Notwithstanding the limitations that accompany an insistence on physical facts, the Gipsy’s rendering of the great emotions is said to be impressive at the moment, even though it fails to record any lasting impression. Love, as in the dancing of almost all peoples, is a favourite motive, with its many attendants of allurement, reticence, jealousy, pursuit and surrender. But the repertoire is limited only by the Gipsy’s scope of emotion—hatred, revenge, triumph and grief—his heart is probably about the same as any one’s else, only less repressed by brain. So far is dancing from being merely an act of merriment that it is used in mourning the Gipsy dead.
Flamenco dances as seen in theatres and cafés are compositions made from the elements of Gipsy work; choreographic words grammatically related as is necessary, among other considerations, for accompaniment by orchestras of sober and dependable beings. The task has been admirably done; la Farruca, el Tango, and el Garrotin, the most popular Flamenco dances at present, preserve to admiration the Gipsy qualities. No less credit is due the composers of their accepted musical accompaniments; the indescribable Oriental relation of melody and rhythm, the Gipsy passion for surprise, they have preserved and blended in a manner charming and characteristic. It is only within the past fifty years that the process of adaptation began. Jose Otero, in his chatty Tratado del Baile, traces the movement to its beginning; which like many another beginning, was the result less of foresight than of desperation. The case was of a dancer whose Classic work failed to earn him a living. He strung together some Gipsy steps as a last resort and without hope, and was allowed to try them in a café cantante in Seville. Their success was instantaneous, and continues unabated. Even in the absence of the Gipsy’s inimitable pantomime, there is comfort in seeing his dances under conditions of freedom from argument about extra charges for nothing at all, whines concerning starvation and sickness equally imaginary, care not to lose one’s watch, and pressure to buy useless and foolish souvenirs at shameless prices. Parties to visit the Triana of Seville or the Albaicin of Granada are great fun, but a terrible strain on the patience of the person who accepts the responsibility for his friends’ amusement.
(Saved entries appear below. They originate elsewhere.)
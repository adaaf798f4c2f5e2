// This Source Code Form is subject to the terms of the Mozilla Public
// License, v. 2.0. If a copy of the MPL was not distributed with this
// file, You can obtain one at https://mozilla.org/MPL/2.0/.

use std::env;
use std::fs;
use std::path::PathBuf;

fn main() {
    // Put memory.x where the cortex-m-rt linker script can find it.
    let out_dir = PathBuf::from(env::var("OUT_DIR").unwrap());
    fs::write(out_dir.join("memory.x"), include_bytes!("memory.x")).unwrap();
    println!("cargo:rustc-link-search={}", out_dir.display());

    println!("cargo:rustc-link-arg=-Tlink.x");
    println!("cargo:rerun-if-changed=memory.x");
    println!("cargo:rerun-if-changed=build.rs");
}
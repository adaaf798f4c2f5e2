// This Source Code Form is subject to the terms of the Mozilla Public
// License, v. 2.0. If a copy of the MPL was not distributed with this
// file, You can obtain one at https://mozilla.org/MPL/2.0/.

//! Board setup for the RP2040 TIMER peripheral, used as a 1 kHz tick.
//!
//! TIMER counts microseconds, off a tick generated by the watchdog block from
//! `clk_ref`. We use alarm 0: each time it fires, the ISR acknowledges it and
//! re-arms it 1000 counts past the previous deadline, so the period doesn't
//! drift with interrupt latency.

use core::sync::atomic::{AtomicU32, Ordering};

use rp2040_pac as pac;

/// TIMER counts per tick.
const MICROS_PER_TICK: u32 = 1000;

/// `clk_ref` cycles per TIMER count. `clk_ref` is the ring oscillator at
/// _roughly_ 6 MHz, so these microseconds are approximate too.
const REF_CYCLES_PER_MICRO: u16 = 6;

/// Where alarm 0 is set to fire next, in TIMER counts. Written by `start`
/// before the interrupt is unmasked, and by the ISR after that.
static NEXT_ALARM: AtomicU32 = AtomicU32::new(0);

/// Brings TIMER out of reset and arms alarm 0 one tick from now, with its
/// interrupt enabled at the peripheral. The NVIC line stays masked; unmasking
/// it is the tick source's job.
pub fn start(resets: &pac::RESETS, watchdog: &pac::WATCHDOG, timer: &pac::TIMER) {
    resets.reset.modify(|_, w| w.timer().clear_bit());
    while !resets.reset_done.read().timer().bit() {}

    watchdog.tick.write(|w| unsafe {
        w.cycles().bits(REF_CYCLES_PER_MICRO).enable().set_bit()
    });

    let first = timer.timerawl.read().bits().wrapping_add(MICROS_PER_TICK);
    NEXT_ALARM.store(first, Ordering::Relaxed);
    timer.intr.write(|w| w.alarm_0().set_bit());
    timer.inte.modify(|_, w| w.alarm_0().set_bit());
    timer.alarm0.write(|w| unsafe { w.bits(first) });
}

/// Checks whether alarm 0 is why we're in the TIMER_IRQ_0 handler. If so,
/// acknowledges it, re-arms it for the next tick, and returns `true`.
pub fn take_alarm(timer: &pac::timer::RegisterBlock) -> bool {
    if !timer.ints.read().alarm_0().bit_is_set() {
        return false;
    }

    timer.intr.write(|w| w.alarm_0().set_bit());
    let next = NEXT_ALARM.load(Ordering::Relaxed).wrapping_add(MICROS_PER_TICK);
    NEXT_ALARM.store(next, Ordering::Relaxed);
    timer.alarm0.write(|w| unsafe { w.bits(next) });
    true
}
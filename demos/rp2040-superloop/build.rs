// This Source Code Form is subject to the terms of the Mozilla Public
// License, v. 2.0. If a copy of the MPL was not distributed with this
// file, You can obtain one at https://mozilla.org/MPL/2.0/.

use std::env;
use std::fs;
use std::path::PathBuf;

fn main() {
    // Put memory.x where the cortex-m-rt linker script can find it.
    let out_dir = PathBuf::from(env::var("OUT_DIR").unwrap());
    fs::write(out_dir.join("memory.x"), include_bytes!("memory.x")).unwrap();
    println!("cargo:rustc-link-search={}", out_dir.display());

    println!("cargo:rustc-link-arg=-Tlink.x");
    println!("cargo:rustc-link-arg=-Tdefmt.x");
    println!("cargo:rerun-if-changed=memory.x");
    println!("cargo:rerun-if-changed=build.rs");
}
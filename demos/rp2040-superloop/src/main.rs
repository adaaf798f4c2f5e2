// This Source Code Form is subject to the terms of the Mozilla Public
// License, v. 2.0. If a copy of the MPL was not distributed with this
// file, You can obtain one at https://mozilla.org/MPL/2.0/.

//! The simplest possible use of `tickdelay`: a superloop that says hello over
//! RTT, waits a second, and toggles the LED on the Raspberry Pi Pico (GPIO 25).
//!
//! This demonstrates
//!
//! 1. How to put a `Ticker` in a `static` and drive it from SysTick.
//! 2. How to block in a low-power wait with `delay_ms` and `Wfi`.
//! 3. How to timestamp log output with the tick counter.
//! 4. How to send panics and faults to the halt trap.

// We won't be using the standard library.
#![no_std]
// We don't have a conventional `main` (`cortex_m_rt::entry` is different).
#![no_main]

use cortex_m_rt::{exception, ExceptionFrame};
use defmt_rtt as _;
use rp2040_pac as pac;

use tickdelay::source::SysTickSource;
use tickdelay::wait::Wfi;
use tickdelay::{trap, Tick32, Ticker};

// For RP2040, we need to include a bootloader. The general Cargo build process
// doesn't have great support for this, so we included it as a binary constant.
#[link_section = ".boot2"]
#[used]
static BOOT2: [u8; 256] = rp2040_boot2::BOOT_LOADER_W25Q080;

/// The RP2040 comes out of reset running from its ring oscillator at
/// _roughly_ 6 MHz. We don't touch the clocks, so that's what we've got.
const CLOCK_HZ: u32 = 6_000_000;

/// Pico on-board LED.
const LED_PIN: usize = 25;

/// Time between LED toggles.
const PERIOD_MS: u32 = 1000;

static TICKER: Ticker<Tick32> = Ticker::new();

defmt::timestamp!("{=u32:ms}", TICKER.now_ms());

#[cortex_m_rt::entry]
fn main() -> ! {
    // Check out peripherals from the runtime.
    let mut cp = cortex_m::Peripherals::take().unwrap();
    let p = pac::Peripherals::take().unwrap();

    // Bring IO BANK0 out of reset.
    p.RESETS.reset.modify(|_, w| w.io_bank0().clear_bit());
    while !p.RESETS.reset_done.read().io_bank0().bit() {}

    // Hand the LED pin to SIO and make it an output.
    p.IO_BANK0.gpio[LED_PIN].gpio_ctrl.write(|w| w.funcsel().sio());
    p.SIO.gpio_oe_set.write(|w| unsafe { w.bits(1 << LED_PIN) });

    TICKER.init(&mut SysTickSource::new(&mut cp.SYST), CLOCK_HZ);
    defmt::info!("tick running, state {}", TICKER.state());

    loop {
        defmt::info!("Hello from the Pico!");
        TICKER.delay_ms(PERIOD_MS, &mut Wfi);
        p.SIO.gpio_out_xor.write(|w| unsafe { w.bits(1 << LED_PIN) });
    }
}

/// System tick ISR. Advances the tick counter and nothing else.
#[exception]
fn SysTick() {
    TICKER.on_interrupt();
}

#[exception]
unsafe fn HardFault(ef: &ExceptionFrame) -> ! {
    defmt::error!("hard fault, pc={=u32:#x}", ef.pc());
    trap::halt()
}

#[panic_handler]
fn panic(info: &core::panic::PanicInfo<'_>) -> ! {
    defmt::error!("{}", defmt::Display2Format(info));
    trap::halt()
}
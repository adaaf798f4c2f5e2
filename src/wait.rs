// This Source Code Form is subject to the terms of the Mozilla Public
// License, v. 2.0. If a copy of the MPL was not distributed with this
// file, You can obtain one at https://mozilla.org/MPL/2.0/.

//! What to do while waiting for the tick counter to advance.
//!
//! [`Ticker::delay_ms`][crate::Ticker::delay_ms] checks the counter, and if the
//! delay hasn't elapsed yet, calls [`WaitPolicy::wait`] before checking again.
//! The policy doesn't change *when* the delay returns, only what the CPU gets
//! up to in the meantime:
//!
//! - [`Spin`] keeps the core busy. Lowest latency, highest power.
//! - [`Wfi`] sleeps the core until the next interrupt. Since the tick interrupt
//!   arrives every millisecond, this costs at most one tick of latency and
//!   saves a fair bit of power. Only available on Cortex-M.
//! - Any `FnMut()` closure, for everything else: feeding a watchdog, polling a
//!   peripheral, or driving a simulated clock in a test.

/// Strategy for spending time between checks of the tick counter.
pub trait WaitPolicy {
    /// Called once each time a delay finds that it must keep waiting.
    fn wait(&mut self);
}

impl<F: FnMut()> WaitPolicy for F {
    fn wait(&mut self) {
        self()
    }
}

/// Busy-waits, hinting to the CPU that we're in a spin loop.
#[derive(Copy, Clone, Debug, Default)]
pub struct Spin;

impl WaitPolicy for Spin {
    #[inline(always)]
    fn wait(&mut self) {
        core::hint::spin_loop();
    }
}

/// Sleeps the core with the `wfi` instruction until an interrupt arrives.
///
/// If interrupts are masked when you use this, `wfi` will still wake on a
/// pending interrupt, but the tick ISR won't run, so the delay will never end.
/// Don't do that.
#[cfg(target_arch = "arm")]
#[derive(Copy, Clone, Debug, Default)]
pub struct Wfi;

#[cfg(target_arch = "arm")]
impl WaitPolicy for Wfi {
    #[inline(always)]
    fn wait(&mut self) {
        cortex_m::asm::wfi();
    }
}

#[cfg(test)]
mod tests {
    use super::*;

    fn wait_n(policy: &mut impl WaitPolicy, n: usize) {
        for _ in 0..n {
            policy.wait();
        }
    }

    #[test]
    fn closures_are_policies() {
        let mut calls = 0;
        wait_n(&mut || calls += 1, 3);
        assert_eq!(calls, 3);
    }

    #[test]
    fn spin_returns() {
        wait_n(&mut Spin, 100);
    }
}
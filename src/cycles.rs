// This Source Code Form is subject to the terms of the Mozilla Public
// License, v. 2.0. If a copy of the MPL was not distributed with this
// file, You can obtain one at https://mozilla.org/MPL/2.0/.

//! Cycle-counted busy waiting, for delays shorter than a tick.
//!
//! A microsecond delay can't be measured with a millisecond counter, so
//! [`Ticker::delay_us`][crate::Ticker::delay_us] doesn't try. It converts the
//! requested time into core clock cycles and hands them to a [`CycleBurner`],
//! which is expected to keep the CPU busy for at least that many cycles.
//!
//! Interrupts that arrive during the burn (including the tick ISR) make the
//! delay longer, never shorter. If that matters for a short, precise delay,
//! [`MaskedCycles`] holds interrupts off for the duration. Keep such delays
//! well under a millisecond, or the tick counter will fall behind.

/// Something that can stall the CPU for a number of core clock cycles.
pub trait CycleBurner {
    /// Spends at least `cycles` core clock cycles.
    fn burn(&mut self, cycles: u32);
}

impl<F: FnMut(u32)> CycleBurner for F {
    fn burn(&mut self, cycles: u32) {
        self(cycles)
    }
}

/// Burns cycles with `cortex_m::asm::delay`, leaving interrupts enabled.
#[cfg(target_arch = "arm")]
#[derive(Copy, Clone, Debug, Default)]
pub struct CoreCycles;

#[cfg(target_arch = "arm")]
impl CycleBurner for CoreCycles {
    #[inline(always)]
    fn burn(&mut self, cycles: u32) {
        cortex_m::asm::delay(cycles);
    }
}

/// Burns cycles with `cortex_m::asm::delay` inside a critical section, so no
/// interrupt can stretch the delay.
#[cfg(target_arch = "arm")]
#[derive(Copy, Clone, Debug, Default)]
pub struct MaskedCycles;

#[cfg(target_arch = "arm")]
impl CycleBurner for MaskedCycles {
    #[inline(always)]
    fn burn(&mut self, cycles: u32) {
        cortex_m::interrupt::free(|_| cortex_m::asm::delay(cycles));
    }
}

/// Number of core clock cycles in `us` microseconds at `clock_hz`.
///
/// Computed in 64 bits, so this can't overflow for any inputs.
pub fn cycles_for_micros(us: u32, clock_hz: u32) -> u64 {
    u64::from(us) * u64::from(clock_hz) / 1_000_000
}

/// Feeds `cycles` to `burner` in chunks that fit its 32-bit interface.
pub(crate) fn burn(burner: &mut impl CycleBurner, mut cycles: u64) {
    while cycles != 0 {
        let chunk = cycles.min(u64::from(u32::MAX)) as u32;
        burner.burn(chunk);
        cycles -= u64::from(chunk);
    }
}
// This Source Code Form is subject to the terms of the Mozilla Public
// License, v. 2.0. If a copy of the MPL was not distributed with this
// file, You can obtain one at https://mozilla.org/MPL/2.0/.

//! A millisecond tick counter driven by a periodic timer interrupt, plus the
//! delay primitives built on it.
//!
//! This is the bit of a firmware image that answers "what time is it?" and
//! "wait here for a while." It's deliberately small:
//!
//! - A [`Ticker`] owns a tick counter that a timer interrupt advances once per
//!   millisecond. You put it in a `static`, call [`Ticker::on_interrupt`] from
//!   your timer ISR, and read it from anywhere else.
//! - [`Ticker::delay_ms`] blocks until some number of ticks have gone by.
//!   *How* it waits between checks is up to you, through a
//!   [`WaitPolicy`][wait::WaitPolicy]: spin, sleep the core with `wfi`, or run
//!   some code of your own.
//! - [`Ticker::delay_us`] burns core cycles for short delays that need more
//!   resolution than a millisecond tick can give.
//! - [`Ticker::sleep_ms`] is the cooperative flavor of `delay_ms`, for code
//!   running as an `async` task under a polling executor.
//!
//! # Choosing a counter width
//!
//! The counter comes in two widths, selected by the `Ticker`'s type parameter:
//!
//! - [`Tick32`]: a single 32-bit word. Reads are a single load on any
//!   Cortex-M. It wraps after about 49.7 days, which is fine so long as you
//!   only ever care about *differences* between tick values (and the API here
//!   makes sure you do).
//! - [`Tick64`]: two 32-bit words. It will outlive the hardware, at the cost
//!   of a slightly more involved read that must cope with the ISR landing in
//!   the middle of it. See the [`counter`] module for how that works.
//!
//! Either way, elapsed time is always computed as `now - start` in the
//! counter's own modular arithmetic. Comparing `now >= start + duration`
//! instead is wrong near the wraparound point, and this crate never does it.
//!
//! # Choosing a timer
//!
//! Something has to fire the interrupt. [`Ticker::init`] takes a
//! [`TickSource`][source::TickSource], which is handed the core clock and
//! expected to start a 1 kHz periodic interrupt. On Cortex-M, the `source`
//! module provides one for the SysTick timer and one for a vendor timer that
//! board code has already configured.
//!
//! # Example
//!
//! ```ignore
//! static TICKER: Ticker<Tick32> = Ticker::new();
//!
//! #[cortex_m_rt::exception]
//! fn SysTick() {
//!     TICKER.on_interrupt();
//! }
//!
//! #[cortex_m_rt::entry]
//! fn main() -> ! {
//!     let mut cp = cortex_m::Peripherals::take().unwrap();
//!     TICKER.init(&mut SysTickSource::new(&mut cp.SYST), 16_000_000);
//!     loop {
//!         toggle_led();
//!         TICKER.delay_ms(500, &mut Wfi);
//!     }
//! }
//! ```

#![cfg_attr(not(test), no_std)]

#![warn(
    elided_lifetimes_in_paths,
    explicit_outlives_requirements,
    missing_debug_implementations,
    missing_docs,
    semicolon_in_expressions_from_macros,
    single_use_lifetimes,
    trivial_casts,
    trivial_numeric_casts,
    unreachable_pub,
    unsafe_op_in_unsafe_fn,
    unused_qualifications,
)]

/// Internal assert macro that doesn't stringify its expression or generate any
/// fancy messages. This means failures must be diagnosed by file:line only, so,
/// don't use this more than once on the same line. In exchange, this makes
/// asserts significantly smaller in terms of text size.
macro_rules! cheap_assert {
    ($x:expr) => {
        if !$x { panic!(); };
    }
}
pub(crate) use cheap_assert;

pub mod counter;
pub mod cycles;
pub mod source;
pub mod ticker;
#[cfg(target_arch = "arm")]
pub mod trap;
pub mod wait;

pub use counter::{Counter, Tick32, Tick64, TickWord};
pub use ticker::{State, Ticker};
If the Tango and its Flamenco kinsmen fail to conquer a permanent place in the Spanish repertoire, it will be through their exclusion from the respectable Spanish family. The daughter of the house does not learn dancing of the Gipsy type except in the unusual case that she is preparing for a dancer’s career. The Flamenco has picturesqueness and “salt,” but of dignity less. To the Spaniard, that which lacks dignity is vulgar, however witty or graceful. Witty or graceful things may be enjoyed, though dignity be lacking; but the doing of such things is another matter. The Gipsy’s untutored point of view on obscenity is a further argument against their admission into the home. It is not a structural part of any of the Flamenco work. But association has
created a sentiment, and against sentiment logic is helpless.